What becomes clear when you listen to Burroughs talking about Scientology is 
that he associated the group with a range of mind-expanding and mind-freeing 
practices: Wilhelm Reich's trippy Orgone Accumulator, which Jack Kerouac wrote 
about in On the Road; Mayan calendrical mind control systems; hallucinogens 
(especially the plant yagé) and other powerful mind-altering drugs; 
apomorphine, which he used several times to treat his drug addiction; the 
rambling, sarcastic monologues he called "routines"; the Dream Machine 
Burroughs invented with Gysin, a machine that supposedly could simulate 
"alpha-waves"; and of course his ultimate weapon in the Burroughs arsenal, the 
cut-up, which was designed to jam up what he called "the Reality Studio," aka 
the everyday, conditioned, mind-controlled reality. If you spend enough time 
digging through Burroughs's writing, you get the sense that Burroughs thought 
he lived in a very literally real science fictional world.
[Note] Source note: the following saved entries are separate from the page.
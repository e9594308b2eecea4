//! Batch runner - drives a multiverse for a fixed number of steps and
//! audits the outcome.

use bubble_core::{ConfigError, Ledger, Multiverse, MultiverseConfig, Policy, RunMetrics};
use bubble_env::{derive_seed, RandomSource, SeededRandom};
use thiserror::Error;
use tracing::{info, warn};

/// Tolerance for float comparisons in the audit.
const EPSILON: f64 = 1e-9;

/// Most history entries reserved before a run; longer runs grow on demand.
const HISTORY_RESERVE: usize = 4096;

/// Results from running a multiverse.
#[derive(Debug, Clone)]
pub struct RunReport {
    /// Seed of the random source
    pub seed: u64,

    /// Steps executed
    pub steps: u64,

    /// Configuration the run used
    pub config: MultiverseConfig,

    /// Metrics for t = 0..=steps
    pub history: Vec<RunMetrics>,

    /// Every attempted export
    pub ledger: Ledger,

    /// Children created
    pub births: usize,

    /// Bubbles collapsed
    pub collapses: usize,

    /// Births dropped at the population cap
    pub births_skipped: usize,
}

impl RunReport {
    /// Metrics after the last step.
    pub fn final_metrics(&self) -> Option<&RunMetrics> {
        self.history.last()
    }

    /// Checks the run-level invariants over history and ledger.
    pub fn audit(&self) -> Vec<InvariantViolation> {
        let mut violations = Vec::new();

        for window in self.history.windows(2) {
            let (prev, next) = (&window[0], &window[1]);
            if next.cumulative_export + EPSILON < prev.cumulative_export {
                violations.push(InvariantViolation::ExportDecreased {
                    t: next.t,
                    from: prev.cumulative_export,
                    to: next.cumulative_export,
                });
            }
            if next.universes_total < prev.universes_total {
                violations.push(InvariantViolation::TotalDecreased { t: next.t });
            }
        }

        for m in &self.history {
            if !(0.0..=1.0).contains(&m.rci) {
                violations.push(InvariantViolation::RciOutOfBounds { t: m.t, rci: m.rci });
            }
            if m.universes_total == 0 && m.rci != 0.0 {
                violations.push(InvariantViolation::RciOutOfBounds { t: m.t, rci: m.rci });
            }
            if m.universes_stable > m.universes_total {
                violations.push(InvariantViolation::StableExceedsTotal {
                    t: m.t,
                    stable: m.universes_stable,
                    total: m.universes_total,
                });
            }
            if m.universes_stable > self.config.max_bubbles {
                violations.push(InvariantViolation::CapExceeded {
                    t: m.t,
                    live: m.universes_stable,
                    cap: self.config.max_bubbles,
                });
            }
        }

        let strictness = self.config.ethics.strictness;
        for (index, event) in self.ledger.events().iter().enumerate() {
            if event.granted < 0.0 || event.granted > event.proposed + EPSILON {
                violations.push(InvariantViolation::GrantOutOfRange { index, granted: event.granted });
            }
            if !event.allowed && event.granted != 0.0 {
                violations.push(InvariantViolation::GrantOutOfRange { index, granted: event.granted });
            }
            match self.config.policy {
                Policy::Closed if event.allowed => {
                    violations.push(InvariantViolation::ClosedExportAllowed { index });
                }
                Policy::Open => {
                    let expected = event.proposed * strictness;
                    if !event.allowed || (event.granted - expected).abs() > EPSILON {
                        violations.push(InvariantViolation::OpenGrantMismatch {
                            index,
                            expected,
                            granted: event.granted,
                        });
                    }
                }
                _ => {}
            }
        }

        let granted = self.ledger.total_granted();
        if let Some(last) = self.final_metrics() {
            if (last.cumulative_export - granted).abs() > EPSILON * (1.0 + granted) {
                violations.push(InvariantViolation::LedgerMismatch {
                    ledger: granted,
                    metrics: last.cumulative_export,
                });
            }
        }

        violations
    }

    /// True when the audit finds nothing.
    pub fn passed(&self) -> bool {
        self.audit().is_empty()
    }
}

/// A broken run-level invariant.
#[derive(Debug, Clone, PartialEq, Error)]
pub enum InvariantViolation {
    #[error("t={t}: cumulative export fell from {from} to {to}")]
    ExportDecreased { t: u64, from: f64, to: f64 },

    #[error("t={t}: universes_total decreased")]
    TotalDecreased { t: u64 },

    #[error("t={t}: RCI {rci} out of bounds")]
    RciOutOfBounds { t: u64, rci: f64 },

    #[error("t={t}: {stable} stable bubbles out of {total} total")]
    StableExceedsTotal { t: u64, stable: usize, total: usize },

    #[error("t={t}: {live} live bubbles exceed cap {cap}")]
    CapExceeded { t: u64, live: usize, cap: usize },

    #[error("ledger[{index}]: granted {granted} outside [0, proposed]")]
    GrantOutOfRange { index: usize, granted: f64 },

    #[error("ledger[{index}]: export allowed under closed policy")]
    ClosedExportAllowed { index: usize },

    #[error("ledger[{index}]: open policy granted {granted}, expected {expected}")]
    OpenGrantMismatch { index: usize, expected: f64, granted: f64 },

    #[error("ledger grants {ledger} but metrics report {metrics}")]
    LedgerMismatch { ledger: f64, metrics: f64 },
}

/// Initial history reservation: one entry per step plus t = 0, capped.
fn history_capacity(steps: u64) -> usize {
    usize::try_from(steps).map_or(HISTORY_RESERVE, |n| n.min(HISTORY_RESERVE)) + 1
}

/// Runs a multiverse for a fixed number of steps.
pub struct SimRunner {
    /// Run configuration
    config: MultiverseConfig,

    /// Steps to execute
    steps: u64,

    /// Log metrics every N steps (0 = only the final step)
    print_every: u64,
}

impl SimRunner {
    /// Creates a new runner (100 steps, quiet).
    pub fn new(config: MultiverseConfig) -> Self {
        Self {
            config,
            steps: 100,
            print_every: 0,
        }
    }

    /// Sets the number of steps.
    pub fn with_steps(mut self, steps: u64) -> Self {
        self.steps = steps;
        self
    }

    /// Sets the metrics logging interval.
    pub fn with_print_every(mut self, every: u64) -> Self {
        self.print_every = every;
        self
    }

    /// Runs with an explicit random source.
    pub fn run<R: RandomSource>(&self, rng: R) -> Result<RunReport, ConfigError> {
        let seed = rng.seed();
        let mut world = Multiverse::new(self.config.clone(), rng)?;

        info!(
            "Starting run: {} steps, {} bubbles, policy={} (seed={})",
            self.steps,
            self.config.n_initial,
            self.config.policy,
            seed
        );

        let mut history = Vec::with_capacity(history_capacity(self.steps));
        history.push(world.metrics());
        if self.print_every > 0 {
            log_metrics(&history[0]);
        }

        let (mut births, mut collapses, mut births_skipped) = (0, 0, 0);
        for step in 1..=self.steps {
            let report = world.step();
            births += report.births;
            collapses += report.collapses;
            births_skipped += report.births_skipped;
            history.push(report.metrics);

            if self.print_every > 0 && (step % self.print_every == 0 || step == self.steps) {
                log_metrics(&report.metrics);
            }
        }

        if births_skipped > 0 {
            warn!(
                "Population cap {} reached: {} births skipped",
                self.config.max_bubbles, births_skipped
            );
        }

        Ok(RunReport {
            seed,
            steps: self.steps,
            config: self.config.clone(),
            history,
            ledger: world.into_ledger(),
            births,
            collapses,
            births_skipped,
        })
    }

    /// Runs with a seeded source, or entropy when `seed` is `None`.
    pub fn run_seeded(&self, seed: Option<u64>) -> Result<RunReport, ConfigError> {
        self.run(SeededRandom::from_optional(seed))
    }
}

/// Runs `seeds` independent runs derived from `base_seed`.
pub fn run_sweep(
    config: &MultiverseConfig,
    base_seed: u64,
    seeds: usize,
    steps: u64,
) -> Result<Vec<RunReport>, ConfigError> {
    let runner = SimRunner::new(config.clone()).with_steps(steps);
    (0..seeds as u64)
        .map(|i| runner.run(SeededRandom::new(derive_seed(base_seed, i))))
        .collect()
}

/// Logs one metrics record.
pub fn log_metrics(m: &RunMetrics) {
    info!(
        "t={} | total={} stable={} RCI={:.4} Δℰ={:.4} | mean_inflation={:.4} mean_invariants={:.4}",
        m.t,
        m.universes_total,
        m.universes_stable,
        m.rci,
        m.cumulative_export,
        m.mean_inflation,
        m.mean_invariants
    );
}

#[cfg(test)]
mod tests {
    use super::*;
    use bubble_core::EventKind;

    #[test]
    fn test_history_includes_seed_state() {
        let report = SimRunner::new(MultiverseConfig::default())
            .with_steps(10)
            .run_seeded(Some(1))
            .unwrap();

        assert_eq!(report.history.len(), 11);
        assert_eq!(report.history[0].t, 0);
        assert_eq!(report.final_metrics().unwrap().t, 10);
        assert_eq!(report.seed, 1);
    }

    #[test]
    fn test_counts_match_ledger() {
        let config = MultiverseConfig {
            n_initial: 3,
            tunnel_rate: 0.3,
            decay_rate: 0.2,
            ..Default::default()
        };
        let report = SimRunner::new(config).with_steps(30).run_seeded(Some(5)).unwrap();

        assert_eq!(report.births, report.ledger.count_kind(EventKind::Birth));
        assert_eq!(report.collapses, report.ledger.count_kind(EventKind::Collapse));
        let last = report.final_metrics().unwrap();
        assert_eq!(last.universes_total, 3 + report.births);
        assert_eq!(last.universes_stable, 3 + report.births - report.collapses);
    }

    #[test]
    fn test_audit_passes_for_real_runs() {
        for policy in Policy::all() {
            let config = MultiverseConfig {
                n_initial: 4,
                policy,
                tunnel_rate: 0.25,
                decay_rate: 0.15,
                max_bubbles: 60,
                ..Default::default()
            };
            let report = SimRunner::new(config).with_steps(60).run_seeded(Some(21)).unwrap();
            assert_eq!(report.audit(), vec![], "policy {}", policy);
        }
    }

    #[test]
    fn test_audit_flags_tampered_history() {
        let mut report = SimRunner::new(MultiverseConfig::default())
            .with_steps(3)
            .run_seeded(Some(1))
            .unwrap();
        report.history[2].cumulative_export = -1.0;
        report.history[3].universes_stable = report.history[3].universes_total + 1;

        let violations = report.audit();
        assert!(violations
            .iter()
            .any(|v| matches!(v, InvariantViolation::ExportDecreased { t: 2, .. })));
        assert!(violations
            .iter()
            .any(|v| matches!(v, InvariantViolation::StableExceedsTotal { t: 3, .. })));
        assert!(!report.passed());
    }

    #[test]
    fn test_sweep_is_reproducible() {
        let config = MultiverseConfig {
            tunnel_rate: 0.2,
            ..Default::default()
        };
        let a = run_sweep(&config, 42, 3, 20).unwrap();
        let b = run_sweep(&config, 42, 3, 20).unwrap();

        assert_eq!(a.len(), 3);
        for (x, y) in a.iter().zip(&b) {
            assert_eq!(x.seed, y.seed);
            assert_eq!(x.history, y.history);
            assert_eq!(x.ledger, y.ledger);
        }
        assert_ne!(a[0].seed, a[1].seed);
    }

    #[test]
    fn test_huge_step_count_builds_runner() {
        let runner = SimRunner::new(MultiverseConfig::default()).with_steps(u64::MAX);

        assert_eq!(runner.steps, u64::MAX);
        assert_eq!(history_capacity(u64::MAX), HISTORY_RESERVE + 1);
        assert_eq!(history_capacity(10), 11);
    }

    #[test]
    fn test_zero_steps_records_seed_state_only() {
        let report = SimRunner::new(MultiverseConfig::default())
            .with_steps(0)
            .run_seeded(Some(4))
            .unwrap();

        assert_eq!(report.history.len(), 1);
        assert!(report.ledger.is_empty());
        assert!(report.passed());
    }

    #[test]
    fn test_invalid_config_is_an_error() {
        let config = MultiverseConfig {
            decay_rate: 7.0,
            ..Default::default()
        };
        assert!(SimRunner::new(config).run_seeded(Some(1)).is_err());
    }
}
Absent from Burroughs's writing are any references to body thetans, Xenu, the 
Galactic Confederacy, Douglas DC-8 airliners, volcanic hydrogen bombs, or other 
beliefs more recently associated with Scientology, thanks to the South Park 
episode, "Trapped in the Closet" and Lawrence Wright's epically long New Yorker 
article on the defection of the film director Paul Haggis from the church). 
It's too bad Burroughs didn't achieve a higher OT level; he could have mined 
Scientology's madcap space opera as a source for even more mind-bending books.

Lee Konstantinou is author of the novel Pop Apocalypse, and begins a teaching 
fellowship in English at Princeton in the fall.